Under a microscope, a tiny droplet slides between two fine hairs like a roller coaster on a set of rails until – poof – it suddenly spreads along them, a droplet no more.
That instant of change, like the popping of a soap bubble, comes so suddenly that it seems almost magical. But describing it, and mapping out how droplets stretch into tiny columns, is key to understanding how liquids affect fibrous materials, from air filters to human hair. That knowledge could allow scientists to better describe why water soaks into some materials, beads atop others and leaves others matted and clumped.
To help get those answers, an international team of researchers led by scientists at Princeton University made a series of close observations of how liquid spreads along flexible fibers. They were able to construct a set of rules that govern the spreading behavior, including some unexpected results. In a paper published in Nature, the researchers found that a key parameter was the size of the liquid drop.
“That surprised us,” said Camille Duprat, the paper’s lead author. “No one had thought about volume very much before.”
Duprat, a postdoctoral researcher in the Department of Mechanical and Aerospace Engineering, said the research team was able to determine drop sizes that maximized wetting along certain fibers, which could allow for of liquids interacting with fibrous materials – from cleaning oil slicks to developing microscopic electronics.
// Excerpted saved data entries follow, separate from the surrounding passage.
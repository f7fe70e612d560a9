//! Zone Classifier
//!
//! `ZoneClassifier` is the seam the decision engine calls through; anything
//! deterministic that maps a feature vector to a zone label can sit behind it.
//!
//! `ForestClassifier` is the shipped implementation: a decision-tree ensemble
//! exported to JSON (`zone_classifier.json`). Each tree votes with the class
//! distribution of the leaf it reaches; the predicted zone is the argmax of
//! the averaged distributions, lowest class index on ties.

use crate::error::{PredictError, PredictResult};
use anyhow::{Context, Result};
use serde::{Deserialize, Serialize};
use smallvec::SmallVec;
use std::fs;
use std::path::Path;

/// Number of model inputs: temperature, salinity, season code
pub const FEATURE_COUNT: usize = 3;

/// Model input vector `[temperature_degree_c, salinity_psu, season_code]`
#[derive(Debug, Clone, Copy, PartialEq)]
pub struct Features(pub [f64; FEATURE_COUNT]);

impl Features {
    pub fn new(temperature: f64, salinity: f64, season_code: u32) -> Self {
        Features([temperature, salinity, f64::from(season_code)])
    }

    pub fn as_slice(&self) -> &[f64] {
        &self.0
    }
}

/// Pre-trained mapping from features to a zone label.
///
/// Implementations must be deterministic and safe to share across threads.
pub trait ZoneClassifier: Send + Sync {
    fn predict(&self, features: &Features) -> PredictResult<String>;

    /// Labels the classifier can emit
    fn classes(&self) -> &[String];
}

/// One node of a fitted tree. Leaves have no children and carry `value`.
#[derive(Debug, Clone, Deserialize, Serialize)]
pub struct TreeNode {
    #[serde(default)]
    pub feature: Option<usize>,
    #[serde(default)]
    pub threshold: Option<f64>,
    #[serde(default)]
    pub left: Option<usize>,
    #[serde(default)]
    pub right: Option<usize>,
    /// Per-class sample counts (or weights) at this node
    #[serde(default)]
    pub value: Vec<f64>,
}

#[derive(Debug, Clone, Deserialize, Serialize)]
pub struct DecisionTree {
    pub nodes: Vec<TreeNode>,
}

impl DecisionTree {
    /// Walk from the root to a leaf; `x[feature] <= threshold` goes left
    fn leaf(&self, features: &Features) -> PredictResult<&TreeNode> {
        let mut idx = 0;
        // A valid tree reaches a leaf in at most `nodes.len()` steps
        for _ in 0..self.nodes.len() {
            let node = self
                .nodes
                .get(idx)
                .ok_or_else(|| PredictError::Compute(format!("node index {} out of range", idx)))?;

            match (node.feature, node.threshold, node.left, node.right) {
                (Some(feature), Some(threshold), Some(left), Some(right)) => {
                    let x = features.0.get(feature).copied().ok_or_else(|| {
                        PredictError::Compute(format!("feature index {} out of range", feature))
                    })?;
                    idx = if x <= threshold { left } else { right };
                }
                _ => return Ok(node),
            }
        }
        Err(PredictError::Compute("tree traversal did not reach a leaf".to_string()))
    }

    fn validate(&self, class_count: usize) -> Result<()> {
        if self.nodes.is_empty() {
            anyhow::bail!("tree has no nodes");
        }
        for (i, node) in self.nodes.iter().enumerate() {
            match (node.feature, node.threshold, node.left, node.right) {
                (Some(feature), Some(_), Some(left), Some(right)) => {
                    if feature >= FEATURE_COUNT {
                        anyhow::bail!("node {} splits on feature {} (only {} features)", i, feature, FEATURE_COUNT);
                    }
                    if left >= self.nodes.len() || right >= self.nodes.len() {
                        anyhow::bail!("node {} has a child index out of range", i);
                    }
                }
                (None, None, None, None) => {
                    if node.value.len() != class_count {
                        anyhow::bail!(
                            "leaf {} has {} class weights, expected {}",
                            i, node.value.len(), class_count
                        );
                    }
                }
                _ => anyhow::bail!("node {} is neither a complete split nor a leaf", i),
            }
        }
        Ok(())
    }
}

/// Random-forest style ensemble loaded from JSON
#[derive(Debug, Clone, Deserialize, Serialize)]
pub struct ForestClassifier {
    pub classes: Vec<String>,
    pub trees: Vec<DecisionTree>,
}

impl ForestClassifier {
    /// Build and validate a forest
    pub fn new(classes: Vec<String>, trees: Vec<DecisionTree>) -> Result<Self> {
        let forest = Self { classes, trees };
        forest.validate()?;
        Ok(forest)
    }

    /// Load classifier from JSON artifact
    pub fn load(path: &Path) -> Result<Self> {
        let contents = fs::read_to_string(path)
            .with_context(|| format!("Failed to read zone classifier: {:?}", path))?;

        let forest: ForestClassifier = serde_json::from_str(&contents)
            .with_context(|| "Failed to parse zone classifier JSON")?;

        forest
            .validate()
            .with_context(|| format!("Invalid zone classifier: {:?}", path))?;

        tracing::info!(
            "Loaded zone classifier ({} trees, classes: {})",
            forest.trees.len(),
            forest.classes.join(", ")
        );
        Ok(forest)
    }

    fn validate(&self) -> Result<()> {
        if self.classes.is_empty() {
            anyhow::bail!("classifier has no classes");
        }
        if self.trees.is_empty() {
            anyhow::bail!("classifier has no trees");
        }
        for (i, tree) in self.trees.iter().enumerate() {
            tree.validate(self.classes.len())
                .with_context(|| format!("tree {}", i))?;
        }
        Ok(())
    }

    /// Averaged class probabilities across all trees
    pub fn predict_proba(&self, features: &Features) -> PredictResult<SmallVec<[f64; 8]>> {
        let mut totals: SmallVec<[f64; 8]> = SmallVec::from_elem(0.0, self.classes.len());

        for tree in &self.trees {
            let leaf = tree.leaf(features)?;
            let weight: f64 = leaf.value.iter().sum();
            if weight <= 0.0 {
                return Err(PredictError::Compute("leaf with zero total weight".to_string()));
            }
            for (total, v) in totals.iter_mut().zip(&leaf.value) {
                *total += v / weight;
            }
        }

        let n = self.trees.len() as f64;
        for total in totals.iter_mut() {
            *total /= n;
        }
        Ok(totals)
    }
}

impl ZoneClassifier for ForestClassifier {
    fn predict(&self, features: &Features) -> PredictResult<String> {
        if features.0.iter().any(|x| !x.is_finite()) {
            return Err(PredictError::Compute(format!("non-finite feature vector {:?}", features.0)));
        }

        let proba = self.predict_proba(features)?;

        // First maximum wins
        let mut best = 0;
        for (i, p) in proba.iter().enumerate().skip(1) {
            if *p > proba[best] {
                best = i;
            }
        }

        self.classes.get(best).cloned().ok_or_else(|| {
            PredictError::Compute(format!(
                "class index {} out of range for {} classes",
                best,
                self.classes.len()
            ))
        })
    }

    fn classes(&self) -> &[String] {
        &self.classes
    }
}

#[cfg(test)]
mod tests {
    use super::*;

    fn leaf(value: &[f64]) -> TreeNode {
        TreeNode { feature: None, threshold: None, left: None, right: None, value: value.to_vec() }
    }

    fn split(feature: usize, threshold: f64, left: usize, right: usize) -> TreeNode {
        TreeNode { feature: Some(feature), threshold: Some(threshold), left: Some(left), right: Some(right), value: vec![] }
    }

    fn classes() -> Vec<String> {
        vec!["Zone A".to_string(), "Zone B".to_string()]
    }

    /// temperature <= 10 -> A, else B
    fn stump() -> DecisionTree {
        DecisionTree { nodes: vec![split(0, 10.0, 1, 2), leaf(&[5.0, 0.0]), leaf(&[0.0, 5.0])] }
    }

    #[test]
    fn test_threshold_goes_left_inclusive() {
        let forest = ForestClassifier::new(classes(), vec![stump()]).unwrap();
        assert_eq!(forest.predict(&Features::new(10.0, 32.0, 0)).unwrap(), "Zone A");
        assert_eq!(forest.predict(&Features::new(10.01, 32.0, 0)).unwrap(), "Zone B");
    }

    #[test]
    fn test_votes_are_averaged() {
        // Second tree always leans A at 3:1
        let lean_a = DecisionTree { nodes: vec![leaf(&[3.0, 1.0])] };
        let forest = ForestClassifier::new(classes(), vec![stump(), lean_a]).unwrap();

        let proba = forest.predict_proba(&Features::new(20.0, 32.0, 0)).unwrap();
        approx::assert_abs_diff_eq!(proba[0], 0.375, epsilon = 1e-12);
        approx::assert_abs_diff_eq!(proba[1], 0.625, epsilon = 1e-12);
        assert_eq!(forest.predict(&Features::new(20.0, 32.0, 0)).unwrap(), "Zone B");
    }

    #[test]
    fn test_tie_goes_to_first_class() {
        let even = DecisionTree { nodes: vec![leaf(&[1.0, 1.0])] };
        let forest = ForestClassifier::new(classes(), vec![even]).unwrap();
        assert_eq!(forest.predict(&Features::new(0.0, 0.0, 0)).unwrap(), "Zone A");
    }

    #[test]
    fn test_rejects_malformed_artifacts() {
        let bad_feature = DecisionTree { nodes: vec![split(3, 1.0, 1, 2), leaf(&[1.0, 0.0]), leaf(&[0.0, 1.0])] };
        assert!(ForestClassifier::new(classes(), vec![bad_feature]).is_err());

        let bad_child = DecisionTree { nodes: vec![split(0, 1.0, 1, 7), leaf(&[1.0, 0.0])] };
        assert!(ForestClassifier::new(classes(), vec![bad_child]).is_err());

        let short_leaf = DecisionTree { nodes: vec![leaf(&[1.0])] };
        assert!(ForestClassifier::new(classes(), vec![short_leaf]).is_err());

        assert!(ForestClassifier::new(classes(), vec![]).is_err());
    }

    #[test]
    fn test_cyclic_tree_is_compute_error() {
        // Passes structural validation but never reaches a leaf
        let cyclic = DecisionTree { nodes: vec![split(0, 1.0, 0, 0)] };
        let forest = ForestClassifier { classes: classes(), trees: vec![cyclic] };
        let err = forest.predict(&Features::new(0.0, 0.0, 0)).unwrap_err();
        assert_eq!(err.kind(), "compute");
    }

    #[test]
    fn test_unvalidated_forest_without_classes_is_compute_error() {
        let forest = ForestClassifier { classes: vec![], trees: vec![DecisionTree { nodes: vec![leaf(&[1.0])] }] };
        let err = forest.predict(&Features::new(1.0, 32.0, 0)).unwrap_err();
        assert_eq!(err.kind(), "compute");
    }

    #[test]
    fn test_non_finite_features_rejected() {
        let forest = ForestClassifier::new(classes(), vec![stump()]).unwrap();
        let err = forest.predict(&Features::new(f64::NAN, 32.0, 0)).unwrap_err();
        assert_eq!(err.kind(), "compute");
    }

    #[test]
    fn test_json_shape() {
        let json = r#"{
            "classes": ["Zone A", "Zone B"],
            "trees": [{"nodes": [
                {"feature": 1, "threshold": 31.5, "left": 1, "right": 2},
                {"value": [4, 0]},
                {"value": [1, 3]}
            ]}]
        }"#;
        let forest: ForestClassifier = serde_json::from_str(json).unwrap();
        assert!(forest.validate().is_ok());
        assert_eq!(forest.predict(&Features::new(12.0, 32.0, 1)).unwrap(), "Zone B");
    }
}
The team also discovered a critical drop size above which the drop would not spread along the fibers, but would remain perched like a stranded roller coaster car.
“If in any engineering problem you can learn an optimal size above which something does not happen, you have learned something very important about the system,” said Howard Stone, a co-author of the paper and Princeton’s Donald R. Dixon ’69 and Elizabeth W. Dixon Professor in Mechanical and Aerospace Engineering.
Stone said the team conducted a series of experiments observing how liquid spread along different types of fibers. The plan was to make broad observations and derive a governing theory from the experiments.
“We had a lot of results and at some point we started having these meetings trying to understand what we had,” he said. “We realized the way to think about it was in the way of critical sizes.”
Besides Duprat and Stone, the researchers included Alexander Beebe, a Princeton junior majoring in mechanical and aerospace engineering, and Suzie ProtieÃÄre, an associate scientist at the University of Pierre and Marie Curie in Paris. The research at Princeton was conducted with support from Unilever.